Work instruction>
Go over the entries and report the lines where the word "egui" occurs.

--- --- ---

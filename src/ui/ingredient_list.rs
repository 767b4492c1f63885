use super::{nutrients_header, nutrients_row, store_result, UpdateEvent};
use crate::database::{self, Workbook};
use crate::nutrition::Nutrients;
use crate::query;
use crate::records::{
    parse_number, FieldError, Ingredient, CALORIES_PER_100, CARBS_PER_100, FAT_PER_100,
    PROTEIN_PER_100,
};
#[cfg(test)]
use crate::records::INGREDIENT_NAME;
use eframe::egui;

/// Text fields for an ingredient, parsed only when saved.
struct IngredientForm {
    name: String,
    calories: String,
    protein: String,
    carbs: String,
    fat: String,
    unit: String,
}

impl Default for IngredientForm {
    fn default() -> Self {
        Self {
            name: String::new(),
            calories: "0".into(),
            protein: "0".into(),
            carbs: "0".into(),
            fat: "0".into(),
            unit: "grams".into(),
        }
    }
}

impl IngredientForm {
    fn new(ingredient: &Ingredient) -> Self {
        let per_100 = &ingredient.per_100;
        Self {
            name: ingredient.name.clone(),
            calories: per_100.calories.to_string(),
            protein: per_100.protein.to_string(),
            carbs: per_100.carbs.to_string(),
            fat: per_100.fat.to_string(),
            unit: ingredient.unit.clone(),
        }
    }

    /// Parses every field, reporting all of the problems rather than the first.
    fn parse(&self) -> Result<Ingredient, Vec<FieldError>> {
        let mut errors = vec![];
        let mut number = |column, text: &str| {
            parse_number(column, text).unwrap_or_else(|error| {
                errors.push(error);
                0.0
            })
        };
        let per_100 = Nutrients {
            calories: number(CALORIES_PER_100, &self.calories),
            protein: number(PROTEIN_PER_100, &self.protein),
            carbs: number(CARBS_PER_100, &self.carbs),
            fat: number(FAT_PER_100, &self.fat),
        };
        match Ingredient::new(&self.name, per_100, &self.unit) {
            Ok(ingredient) if errors.is_empty() => Ok(ingredient),
            Ok(_) => Err(errors),
            Err(error) => {
                errors.push(error);
                Err(errors)
            }
        }
    }

    fn show(&mut self, ui: &mut egui::Ui) {
        ui.add(egui::TextEdit::singleline(&mut self.name).desired_width(140.0));
        for value in [
            &mut self.calories,
            &mut self.protein,
            &mut self.carbs,
            &mut self.fat,
        ] {
            ui.add(egui::TextEdit::singleline(value).desired_width(60.0));
        }
        ui.add(egui::TextEdit::singleline(&mut self.unit).desired_width(60.0));
    }
}

enum Action {
    Edit(usize),
    Delete(String),
    SaveEdit,
    CancelEdit,
    Add,
}

pub struct IngredientListWindow {
    ingredients: Vec<Ingredient>,
    unreadable: usize,
    edit_mode: bool,
    new_ingredient: IngredientForm,
    being_edited: Option<(String, IngredientForm)>,
}

impl IngredientListWindow {
    pub fn new(book: &mut Workbook, edit_mode: bool) -> database::Result<Self> {
        let listing = query::list_all::<Ingredient>(book)?;
        let unreadable = listing.malformed.len();
        let mut ingredients = listing.into_records();
        ingredients.sort_by(|a, b| a.name.cmp(&b.name));
        Ok(Self {
            ingredients,
            unreadable,
            edit_mode,
            new_ingredient: Default::default(),
            being_edited: None,
        })
    }

    /// Reloads the list, keeping whatever is being typed.
    pub fn refresh(&mut self, book: &mut Workbook) -> database::Result<()> {
        let fresh = Self::new(book, self.edit_mode)?;
        self.ingredients = fresh.ingredients;
        self.unreadable = fresh.unreadable;
        Ok(())
    }

    fn perform(&mut self, action: Action, book: &mut Workbook, events: &mut Vec<UpdateEvent>) {
        match action {
            Action::Edit(i) => {
                if let Some(ingredient) = self.ingredients.get(i) {
                    self.being_edited =
                        Some((ingredient.name.clone(), IngredientForm::new(ingredient)));
                }
            }
            Action::CancelEdit => self.being_edited = None,
            Action::SaveEdit => {
                let Some((old_name, form)) = &self.being_edited else {
                    return;
                };
                let edited = match form.parse() {
                    Ok(edited) => edited,
                    Err(errors) => {
                        events.extend(errors.iter().map(|e| UpdateEvent::Invalid(e.to_string())));
                        return;
                    }
                };
                if store_result(events, query::edit_ingredient(book, old_name, &edited)).is_some()
                {
                    self.being_edited = None;
                    events.push(UpdateEvent::Saved(format!("Saved {}", edited.name)));
                    events.push(UpdateEvent::Changed);
                }
            }
            Action::Delete(name) => {
                if store_result(events, query::delete_ingredient(book, &name)).is_some() {
                    events.push(UpdateEvent::Changed);
                }
            }
            Action::Add => {
                let ingredient = match self.new_ingredient.parse() {
                    Ok(ingredient) => ingredient,
                    Err(errors) => {
                        events.extend(errors.iter().map(|e| UpdateEvent::Invalid(e.to_string())));
                        return;
                    }
                };
                if store_result(events, query::add_ingredient(book, &ingredient)).is_some() {
                    self.new_ingredient = Default::default();
                    events.push(UpdateEvent::Changed);
                }
            }
        }
    }

    pub fn update(&mut self, ctx: &egui::Context, book: &mut Workbook) -> Vec<UpdateEvent> {
        let mut open = true;
        let mut events = vec![];
        let mut actions = vec![];

        egui::Window::new("Ingredients")
            .open(&mut open)
            .show(ctx, |ui| {
                let scroll_height = ui.available_height() - 35.0;
                egui::ScrollArea::vertical()
                    .auto_shrink(false)
                    .max_height(scroll_height)
                    .show(ui, |ui| {
                        egui::Grid::new("ingredient list grid")
                            .striped(true)
                            .show(ui, |ui| {
                                ui.label("Name");
                                nutrients_header(ui);
                                ui.label("Unit");
                                ui.end_row();
                                ui.weak("");
                                ui.weak("per 100");
                                ui.end_row();

                                for (i, ingredient) in self.ingredients.iter().enumerate() {
                                    if let Some((name, form)) = &mut self.being_edited {
                                        if *name == ingredient.name {
                                            form.show(ui);
                                            if ui.button("Save").clicked() {
                                                actions.push(Action::SaveEdit);
                                            }
                                            if ui.button("Cancel").clicked() {
                                                actions.push(Action::CancelEdit);
                                            }
                                            ui.end_row();
                                            continue;
                                        }
                                    }

                                    ui.label(&ingredient.name);
                                    nutrients_row(ui, &ingredient.per_100);
                                    ui.label(&ingredient.unit);
                                    if self.edit_mode && self.being_edited.is_none() {
                                        if ui.button("Edit").clicked() {
                                            actions.push(Action::Edit(i));
                                        }
                                        if ui.button("Delete").clicked() {
                                            actions.push(Action::Delete(ingredient.name.clone()));
                                        }
                                    }
                                    ui.end_row();
                                }

                                if self.edit_mode {
                                    self.new_ingredient.show(ui);
                                    if ui.button("Add").clicked() {
                                        actions.push(Action::Add);
                                    }
                                    ui.end_row();
                                }
                            });
                        if self.unreadable > 0 {
                            ui.weak(format!("{} unreadable ingredient rows", self.unreadable));
                        }
                    });
                ui.separator();
                ui.horizontal(|ui| {
                    ui.toggle_value(&mut self.edit_mode, "Edit");
                    if !self.edit_mode {
                        self.being_edited = None;
                    }
                });
            });

        for action in actions {
            self.perform(action, book, &mut events);
        }
        if !open {
            events.push(UpdateEvent::Closed);
        }
        events
    }
}

#[test]
fn ingredient_form_reports_every_bad_field() {
    let form = IngredientForm {
        name: "".into(),
        calories: "lots".into(),
        fat: "".into(),
        ..Default::default()
    };
    let errors = form.parse().unwrap_err();
    let columns: Vec<_> = errors.iter().map(|e| e.column).collect();
    assert_eq!(columns, vec![CALORIES_PER_100, FAT_PER_100, INGREDIENT_NAME]);
}

#[test]
fn ingredient_form_parses_valid_fields() {
    let form = IngredientForm {
        name: "oats".into(),
        calories: " 380 ".into(),
        ..Default::default()
    };
    let ingredient = form.parse().unwrap();
    assert_eq!(ingredient.name, "oats");
    assert_eq!(ingredient.per_100.calories, 380.0);
}
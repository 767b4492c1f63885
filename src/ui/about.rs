use eframe::egui;

pub struct AboutWindow {}

impl AboutWindow {
    pub fn new() -> Self {
        Self {}
    }

    /// Returns true once the window has been closed.
    pub fn update(&mut self, ctx: &egui::Context) -> bool {
        let mut open = true;

        egui::Window::new("About")
            .resizable([false, false])
            .open(&mut open)
            .show(ctx, |ui| {
                ui.vertical_centered(|ui| {
                    ui.heading("Meal Planner");
                    ui.label(format!("Version {}", env!("CARGO_PKG_VERSION")));
                    ui.label("Recipes, ingredients and daily meal plans with nutrition totals.");
                });
            });

        !open
    }
}
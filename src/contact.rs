//! Contact form handling.
//!
//! Messages are not delivered anywhere. [`SimulatedSender`] waits for the
//! configured delay and reports success; the failure path is kept so a real
//! sender can be plugged in behind [`MessageSender`].
//!
//! ```text
//! POST /contact ──► ContactForm::parse ──► validate ──► MessageSender::send
//!                                                            │
//!                         303 /contact?sent=ok  ◄── Ok ──────┤
//!                         303 /contact?sent=failed ◄── Err ──┘
//! ```

use crate::{log, route::parse_pairs};
use std::{thread, time::Duration};
use thiserror::Error;

/// Contact submission errors
#[derive(Debug, Error, PartialEq, Eq)]
pub enum ContactError {
    #[error("missing field `{0}`")]
    MissingField(&'static str),

    #[error("invalid email address `{0}`")]
    InvalidEmail(String),

    #[error("delivery failed: {0}")]
    Delivery(String),
}

/// Feedback shown on the Contact page after a submission.
#[derive(Debug, Clone, Copy, PartialEq, Eq)]
pub enum Notice {
    Sent,
    Failed,
}

impl Notice {
    /// Parse the `sent` query value.
    pub fn parse(value: &str) -> Option<Self> {
        match value {
            "ok" => Some(Self::Sent),
            "failed" => Some(Self::Failed),
            _ => None,
        }
    }

    /// Value of the `sent` query parameter.
    pub const fn query_value(self) -> &'static str {
        match self {
            Self::Sent => "ok",
            Self::Failed => "failed",
        }
    }

    pub const fn title(self) -> &'static str {
        match self {
            Self::Sent => "Message sent successfully!",
            Self::Failed => "Failed to send message",
        }
    }

    pub const fn description(self) -> &'static str {
        match self {
            Self::Sent => "Thank you for reaching out. I'll get back to you soon.",
            Self::Failed => "Please try again later or contact me directly via email.",
        }
    }

    /// Where to redirect after a submission.
    pub fn location(self) -> String {
        format!("/contact?sent={}", self.query_value())
    }
}

/// A submitted message.
#[derive(Debug, Clone, Default, PartialEq, Eq)]
pub struct ContactForm {
    pub name: String,
    pub email: String,
    pub message: String,
}

impl ContactForm {
    /// Parse an `application/x-www-form-urlencoded` body. Unknown keys are ignored.
    pub fn parse(body: &str) -> Self {
        let mut form = Self::default();
        for (key, value) in parse_pairs(body) {
            match key.as_str() {
                "name" => form.name = value,
                "email" => form.email = value,
                "message" => form.message = value,
                _ => {}
            }
        }
        form
    }

    /// Trim fields and check they are usable.
    pub fn validate(mut self) -> Result<Self, ContactError> {
        self.name = self.name.trim().to_owned();
        self.email = self.email.trim().to_owned();
        self.message = self.message.trim().to_owned();

        if self.name.is_empty() {
            return Err(ContactError::MissingField("name"));
        }
        if self.email.is_empty() {
            return Err(ContactError::MissingField("email"));
        }
        if self.message.is_empty() {
            return Err(ContactError::MissingField("message"));
        }
        if !is_plausible_email(&self.email) {
            return Err(ContactError::InvalidEmail(self.email));
        }
        Ok(self)
    }
}

/// One `@`, something on both sides, no whitespace.
fn is_plausible_email(email: &str) -> bool {
    match email.split_once('@') {
        Some((local, domain)) => {
            !local.is_empty()
                && !domain.is_empty()
                && !domain.contains('@')
                && !email.contains(char::is_whitespace)
        }
        None => false,
    }
}

/// Delivers contact messages.
pub trait MessageSender {
    fn send(&self, form: &ContactForm) -> Result<(), ContactError>;
}

/// Pretends to send: sleeps for `delay`, then succeeds.
#[derive(Debug, Clone, Copy)]
pub struct SimulatedSender {
    delay: Duration,
}

impl SimulatedSender {
    pub const fn new(delay: Duration) -> Self {
        Self { delay }
    }
}

impl MessageSender for SimulatedSender {
    fn send(&self, form: &ContactForm) -> Result<(), ContactError> {
        if !self.delay.is_zero() {
            thread::sleep(self.delay);
        }
        log!("contact"; "message from {} <{}> ({} chars)", form.name, form.email, form.message.chars().count());
        Ok(())
    }
}

/// Parse, validate and send a form body, returning the notice to display.
pub fn submit(body: &str, sender: &impl MessageSender) -> Notice {
    let result = ContactForm::parse(body)
        .validate()
        .and_then(|form| sender.send(&form));

    match result {
        Ok(()) => Notice::Sent,
        Err(err) => {
            log!("contact"; "{err}");
            Notice::Failed
        }
    }
}
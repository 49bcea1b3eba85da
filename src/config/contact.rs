//! `[contact]` section configuration.

use super::defaults;
use educe::Educe;
use serde::{Deserialize, Serialize};
use std::time::Duration;

/// `[contact]` section in folio.toml - contact form simulation.
///
/// Messages are never delivered; submitting waits `delay_ms` and reports
/// success.
///
/// # Example
/// ```toml
/// [contact]
/// delay_ms = 0   # respond immediately
/// ```
#[derive(Debug, Clone, Educe, Serialize, Deserialize)]
#[educe(Default)]
#[serde(deny_unknown_fields)]
pub struct ContactConfig {
    /// Simulated network delay in milliseconds.
    #[serde(default = "defaults::contact::delay_ms")]
    #[educe(Default = defaults::contact::delay_ms())]
    pub delay_ms: u64,
}

impl ContactConfig {
    pub const fn delay(&self) -> Duration {
        Duration::from_millis(self.delay_ms)
    }
}
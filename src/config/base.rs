//! `[base]` section configuration.
//!
//! Site-level metadata shared by every page.

use super::defaults;
use educe::Educe;
use serde::{Deserialize, Serialize};

/// `[base]` section in folio.toml - site metadata.
///
/// The person behind the portfolio lives in `portfolio.toml`; this section
/// only covers how the site presents itself.
///
/// # Example
/// ```toml
/// [base]
/// title = "Alex Chen"
/// description = "Projects and skills"
/// url = "https://alexchen.dev"
/// ```
#[derive(Debug, Clone, Educe, Serialize, Deserialize)]
#[educe(Default)]
#[serde(deny_unknown_fields)]
pub struct BaseConfig {
    /// Title shown in the browser tab and navigation bar.
    #[serde(default = "defaults::base::title")]
    #[educe(Default = defaults::base::title())]
    pub title: String,

    /// Description for the meta tag.
    #[serde(default)]
    pub description: String,

    /// Base URL for absolute links in the sitemap.
    #[serde(default = "defaults::base::url")]
    #[educe(Default = defaults::base::url())]
    pub url: Option<String>,

    /// BCP 47 language code (e.g., "en", "de-DE").
    #[serde(default = "defaults::base::language")]
    #[educe(Default = defaults::base::language())]
    pub language: String,

    /// Copyright notice for the footer.
    #[serde(default)]
    pub copyright: String,
}

#[cfg(test)]
mod tests {
    use super::super::SiteConfig;

    #[test]
    fn test_base_config_full() {
        let config = r#"
            [base]
            title = "Alex Chen"
            description = "Portfolio"
            url = "https://alexchen.dev"
            language = "en-US"
            copyright = "2025 Alex Chen"
        "#;
        let config: SiteConfig = toml::from_str(config).unwrap();

        assert_eq!(config.base.title, "Alex Chen");
        assert_eq!(config.base.description, "Portfolio");
        assert_eq!(config.base.url, Some("https://alexchen.dev".to_string()));
        assert_eq!(config.base.language, "en-US");
        assert_eq!(config.base.copyright, "2025 Alex Chen");
    }

    #[test]
    fn test_base_config_defaults() {
        let config: SiteConfig = toml::from_str("[base]").unwrap();

        assert_eq!(config.base.title, "My Portfolio");
        assert_eq!(config.base.description, "");
        assert_eq!(config.base.language, "en");
        assert_eq!(config.base.url, None);
        assert_eq!(config.base.copyright, "");
    }

    #[test]
    fn test_unknown_field_rejection() {
        let config = r#"
            [base]
            title = "Test"
            author = "should_fail"
        "#;
        let result: Result<SiteConfig, _> = toml::from_str(config);

        assert!(result.is_err());
        let err = result.unwrap_err().to_string();
        assert!(err.contains("unknown field"));
    }
}
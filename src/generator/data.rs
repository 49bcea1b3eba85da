//! JSON exports of the catalog under `/_data/`.
//!
//! A static build writes these next to the pages; `folio serve` answers
//! `/_data/*.json` requests from memory.

use crate::catalog::Catalog;
use anyhow::{Context, Result};
use std::{fs, path::Path};

/// Directory name of the exports, relative to the output root.
pub const DATA_DIR: &str = "_data";

type DataGenerator = fn(&Catalog) -> serde_json::Result<String>;

const DATA_FILES: &[(&str, DataGenerator)] = &[
    ("projects.json", |catalog| serde_json::to_string_pretty(&catalog.projects)),
    ("skills.json", |catalog| serde_json::to_string_pretty(&catalog.skill_groups())),
];

/// Render one export by file name. `None` for unknown names.
pub fn read_data(catalog: &Catalog, name: &str) -> Option<Result<String>> {
    DATA_FILES
        .iter()
        .find(|(file, _)| *file == name)
        .map(|(file, generator)| generator(catalog).with_context(|| format!("Failed to serialize {file}")))
}

/// Write every export into `data_dir`.
pub fn write_to_disk(catalog: &Catalog, data_dir: &Path) -> Result<()> {
    fs::create_dir_all(data_dir)
        .with_context(|| format!("Failed to create {}", data_dir.display()))?;

    for (name, generator) in DATA_FILES {
        let path = data_dir.join(name);
        let json = generator(catalog).with_context(|| format!("Failed to serialize {name}"))?;
        fs::write(&path, json).with_context(|| format!("Failed to write {}", path.display()))?;
    }

    Ok(())
}
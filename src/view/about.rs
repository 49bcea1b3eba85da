use super::{PageContext, heading};
use crate::route::Selection;
use maud::{Markup, html};

/// Long bio, soft skills, and technical skills grouped by category.
///
/// Each technical skill links to the Projects page filtered by it.
pub fn about(ctx: PageContext<'_>) -> Markup {
    let profile = &ctx.catalog.profile;
    let groups = ctx.catalog.skill_groups();

    html! {
        (heading("About", "Me", "Get to know more about my journey and expertise"))

        section.glass-card {
            h2.gradient-text { "My Story" }
            @for paragraph in profile.paragraphs() {
                p { (paragraph) }
            }
        }

        @if !profile.soft_skills.is_empty() {
            section.glass-card {
                h2.gradient-text { "Soft Skills" }
                div.chips {
                    @for skill in &profile.soft_skills {
                        span.chip { (skill) }
                    }
                }
            }
        }

        @if !groups.is_empty() {
            section.glass-card {
                h2.gradient-text { "Technical Skills" }
                p.hint { "Click a skill to see related projects" }
                div.skill-groups {
                    @for group in groups.iter() {
                        div.skill-group {
                            h3 { (group.category) }
                            ul {
                                @for tag in &group.tags {
                                    li {
                                        a.skill href=(ctx.projects_href(&Selection::of(tag.name.as_str()))) {
                                            span { (tag.name) }
                                            span.count { (tag.count) }
                                        }
                                    }
                                }
                            }
                        }
                    }
                }
            }
        }
    }
}

#[cfg(test)]
mod tests {
    use super::*;
    use crate::{
        catalog::{Catalog, DEFAULT_CATALOG},
        config::SiteConfig,
    };

    fn render() -> String {
        let config = SiteConfig::default();
        let catalog = Catalog::from_str(DEFAULT_CATALOG).unwrap();
        about(PageContext::new(&config, &catalog)).into_string()
    }

    #[test]
    fn test_about_categories_in_source_order() {
        let html = render();
        let positions: Vec<_> = ["Languages", "Frameworks", "Tools", "Databases"]
            .iter()
            .map(|c| html.find(&format!("<h3>{c}</h3>")).unwrap())
            .collect();
        assert!(positions.is_sorted());
    }

    #[test]
    fn test_about_skill_links() {
        let html = render();
        assert!(html.contains(r#"href="/projects?skill=Next.js""#));
        assert!(html.contains(r#"href="/projects?skill=Python""#));
    }

    #[test]
    fn test_about_static_skill_links() {
        let config = SiteConfig::default();
        let catalog = Catalog::from_str(DEFAULT_CATALOG).unwrap();
        let html = about(PageContext::for_static_site(&config, &catalog)).into_string();
        assert!(html.contains(r#"href="/projects/next-js/""#));
        assert!(html.contains(r#"href="/projects/python/""#));
        assert!(!html.contains("?skill="));
    }

    #[test]
    fn test_about_bio_paragraphs() {
        let html = render();
        assert_eq!(html.matches("<p>").count(), 3);
        assert!(html.contains("Problem Solving"));
    }
}
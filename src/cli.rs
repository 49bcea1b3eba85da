//! Command-line interface definitions.
//!
//! Defines all CLI arguments and subcommands using clap.

use clap::{Parser, Subcommand};
use std::path::PathBuf;

/// folio portfolio site CLI
#[derive(Parser, Debug, Clone)]
#[command(version, about, long_about = None, arg_required_else_help = true)]
pub struct Cli {
    /// Project root directory (default: current directory)
    #[arg(short, long)]
    pub root: Option<PathBuf>,

    /// Config file name (default: folio.toml)
    #[arg(short = 'C', long, default_value = "folio.toml")]
    pub config: PathBuf,

    /// Catalog file with profile, skills and projects (relative to project root)
    #[arg(short, long)]
    pub data: Option<PathBuf>,

    /// Assets directory path (relative to project root)
    #[arg(short, long)]
    pub assets: Option<PathBuf>,

    /// Output directory path (relative to project root)
    #[arg(short, long)]
    pub output: Option<PathBuf>,

    /// subcommands
    #[command(subcommand)]
    pub command: Commands,
}

/// Arguments of the Build command
#[derive(clap::Args, Debug, Clone)]
pub struct BuildArgs {
    /// Clean output directory completely before building
    #[arg(long)]
    pub clean: bool,

    /// Minify the html content
    #[arg(short, long, action = clap::ArgAction::Set, num_args = 0..=1, default_missing_value = "true", require_equals = false)]
    pub minify: Option<bool>,

    /// Override base URL for the site.
    ///
    /// Useful when the deployed URL differs from the one in folio.toml,
    /// e.g. a preview deployment:
    ///   folio build --base-url "https://preview.alexchen.dev"
    #[arg(long = "base-url")]
    pub base_url: Option<String>,
}

/// Available subcommands
#[derive(Subcommand, Debug, Clone)]
pub enum Commands {
    /// Init a portfolio site with sample data
    Init {
        /// the name(path) of site directory, related to `root`
        name: Option<PathBuf>,
    },

    /// Render every page into the output directory
    Build {
        #[command(flatten)]
        build_args: BuildArgs,
    },

    /// Serve the site, rendering pages on request
    Serve {
        /// Interface to bind on
        #[arg(short, long)]
        interface: Option<String>,

        /// The port you should provide
        #[arg(short, long)]
        port: Option<u16>,

        /// Simulated contact form delay in milliseconds
        #[arg(long = "delay-ms")]
        delay_ms: Option<u64>,
    },
}

impl Cli {
    pub const fn is_init(&self) -> bool {
        matches!(self.command, Commands::Init { .. })
    }
}

#[cfg(test)]
mod tests {
    use super::*;

    #[test]
    fn test_parse_build() {
        let cli = Cli::parse_from(["folio", "build", "--clean", "--minify=false"]);
        assert!(!cli.is_init());
        let Commands::Build { build_args } = cli.command else {
            panic!("expected build");
        };
        assert!(build_args.clean);
        assert_eq!(build_args.minify, Some(false));
        assert_eq!(cli.config, PathBuf::from("folio.toml"));
    }

    #[test]
    fn test_parse_serve() {
        let cli = Cli::parse_from([
            "folio", "--root", "site", "serve", "-p", "8080", "--delay-ms", "0",
        ]);
        assert_eq!(cli.root, Some(PathBuf::from("site")));
        let Commands::Serve { port, delay_ms, interface } = cli.command else {
            panic!("expected serve");
        };
        assert_eq!(port, Some(8080));
        assert_eq!(delay_ms, Some(0));
        assert_eq!(interface, None);
    }

    #[test]
    fn test_parse_init() {
        let cli = Cli::parse_from(["folio", "init", "me"]);
        assert!(cli.is_init());
        assert!(matches!(cli.command, Commands::Init { name: Some(ref n) } if n == &PathBuf::from("me")));
    }
}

--- --- ---

Your solution>
use eframe::egui;
    fn show(&mut self, ui: &mut egui::Ui) {
        ui.add(egui::TextEdit::singleline(&mut self.name).desired_width(140.0));
            ui.add(egui::TextEdit::singleline(value).desired_width(60.0));
        ui.add(egui::TextEdit::singleline(&mut self.unit).desired_width(60.0));
    pub fn update(&mut self, ctx: &egui::Context, book: &mut Workbook) -> Vec<UpdateEvent> {
        egui::Window::new("Ingredients")
                egui::ScrollArea::vertical()
                        egui::Grid::new("ingredient list grid")
use eframe::egui;
    pub fn update(&mut self, ctx: &egui::Context) -> bool {
        egui::Window::new("About")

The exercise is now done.